*** Begin section ***

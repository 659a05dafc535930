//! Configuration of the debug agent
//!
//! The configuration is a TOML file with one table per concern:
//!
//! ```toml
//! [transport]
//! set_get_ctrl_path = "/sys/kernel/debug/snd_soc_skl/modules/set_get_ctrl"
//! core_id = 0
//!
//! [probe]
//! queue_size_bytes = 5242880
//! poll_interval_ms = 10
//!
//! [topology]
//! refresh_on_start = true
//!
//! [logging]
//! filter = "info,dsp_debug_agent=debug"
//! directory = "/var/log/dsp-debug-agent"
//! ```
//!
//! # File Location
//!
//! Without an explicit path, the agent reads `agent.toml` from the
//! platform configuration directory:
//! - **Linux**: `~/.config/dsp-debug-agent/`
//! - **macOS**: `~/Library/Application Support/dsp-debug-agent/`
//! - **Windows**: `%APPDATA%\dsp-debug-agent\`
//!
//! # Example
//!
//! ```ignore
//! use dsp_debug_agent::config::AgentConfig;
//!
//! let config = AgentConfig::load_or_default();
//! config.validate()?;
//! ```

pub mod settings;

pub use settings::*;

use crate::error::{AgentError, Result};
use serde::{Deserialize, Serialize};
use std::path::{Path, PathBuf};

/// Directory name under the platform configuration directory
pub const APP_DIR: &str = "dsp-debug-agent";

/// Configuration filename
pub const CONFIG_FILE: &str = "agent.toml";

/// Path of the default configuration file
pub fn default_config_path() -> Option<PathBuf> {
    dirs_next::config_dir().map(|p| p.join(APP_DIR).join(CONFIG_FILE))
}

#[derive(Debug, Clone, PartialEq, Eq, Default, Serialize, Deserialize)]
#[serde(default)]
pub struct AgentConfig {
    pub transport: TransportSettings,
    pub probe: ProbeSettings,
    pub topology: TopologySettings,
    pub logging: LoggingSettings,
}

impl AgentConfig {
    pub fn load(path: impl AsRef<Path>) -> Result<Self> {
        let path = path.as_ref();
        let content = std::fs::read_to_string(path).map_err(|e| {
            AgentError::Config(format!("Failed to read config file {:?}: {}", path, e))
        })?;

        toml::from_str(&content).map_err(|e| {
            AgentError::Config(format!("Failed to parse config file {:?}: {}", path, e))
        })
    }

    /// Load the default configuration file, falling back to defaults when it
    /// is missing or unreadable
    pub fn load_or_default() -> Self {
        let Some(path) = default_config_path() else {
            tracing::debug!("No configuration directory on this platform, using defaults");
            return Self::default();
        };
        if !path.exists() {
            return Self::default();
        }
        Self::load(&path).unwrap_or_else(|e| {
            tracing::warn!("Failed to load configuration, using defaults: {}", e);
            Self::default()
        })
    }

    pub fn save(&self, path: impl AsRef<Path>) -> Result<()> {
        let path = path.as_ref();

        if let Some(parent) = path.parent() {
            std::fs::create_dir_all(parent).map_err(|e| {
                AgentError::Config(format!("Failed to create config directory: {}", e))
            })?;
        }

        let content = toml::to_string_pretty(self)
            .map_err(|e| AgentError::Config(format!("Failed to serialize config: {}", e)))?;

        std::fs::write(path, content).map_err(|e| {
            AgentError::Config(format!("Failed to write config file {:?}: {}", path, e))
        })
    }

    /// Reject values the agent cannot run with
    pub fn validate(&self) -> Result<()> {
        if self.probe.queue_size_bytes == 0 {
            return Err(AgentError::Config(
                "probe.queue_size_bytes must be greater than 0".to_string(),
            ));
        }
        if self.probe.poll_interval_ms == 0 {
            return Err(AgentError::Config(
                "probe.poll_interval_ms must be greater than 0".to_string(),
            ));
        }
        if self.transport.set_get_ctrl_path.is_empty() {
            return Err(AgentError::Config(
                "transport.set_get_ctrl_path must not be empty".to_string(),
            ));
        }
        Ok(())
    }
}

*** End section ***
*** Begin section ***

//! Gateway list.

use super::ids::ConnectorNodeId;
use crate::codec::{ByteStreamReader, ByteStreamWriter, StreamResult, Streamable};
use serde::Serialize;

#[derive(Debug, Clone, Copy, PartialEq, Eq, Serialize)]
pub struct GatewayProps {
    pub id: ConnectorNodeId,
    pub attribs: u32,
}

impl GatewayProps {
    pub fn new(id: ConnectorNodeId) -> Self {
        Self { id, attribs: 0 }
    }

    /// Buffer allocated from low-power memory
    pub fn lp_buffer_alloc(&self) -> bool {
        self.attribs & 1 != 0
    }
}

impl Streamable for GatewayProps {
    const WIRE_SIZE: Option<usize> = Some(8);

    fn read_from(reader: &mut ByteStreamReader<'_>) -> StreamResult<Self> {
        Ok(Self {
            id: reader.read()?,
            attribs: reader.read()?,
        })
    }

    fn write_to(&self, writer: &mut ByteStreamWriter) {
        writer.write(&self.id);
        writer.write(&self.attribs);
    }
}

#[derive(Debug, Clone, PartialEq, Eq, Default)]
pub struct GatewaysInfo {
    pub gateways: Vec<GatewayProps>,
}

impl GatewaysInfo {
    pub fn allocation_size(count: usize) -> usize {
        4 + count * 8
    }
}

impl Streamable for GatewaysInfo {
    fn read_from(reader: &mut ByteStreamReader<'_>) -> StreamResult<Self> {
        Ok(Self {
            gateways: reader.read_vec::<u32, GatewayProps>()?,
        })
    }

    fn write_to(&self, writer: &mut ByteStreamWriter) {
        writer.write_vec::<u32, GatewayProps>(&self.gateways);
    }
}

*** End section ***

▸ **Problem statement**
List each line of the records that holds the string "AgentError".

▸ **Answer box**
use crate::error::{AgentError, Result};
            AgentError::Config(format!("Failed to read config file {:?}: {}", path, e))
            AgentError::Config(format!("Failed to parse config file {:?}: {}", path, e))
                AgentError::Config(format!("Failed to create config directory: {}", e))
            .map_err(|e| AgentError::Config(format!("Failed to serialize config: {}", e)))?;
            AgentError::Config(format!("Failed to write config file {:?}: {}", path, e))
            return Err(AgentError::Config(
            return Err(AgentError::Config(
            return Err(AgentError::Config(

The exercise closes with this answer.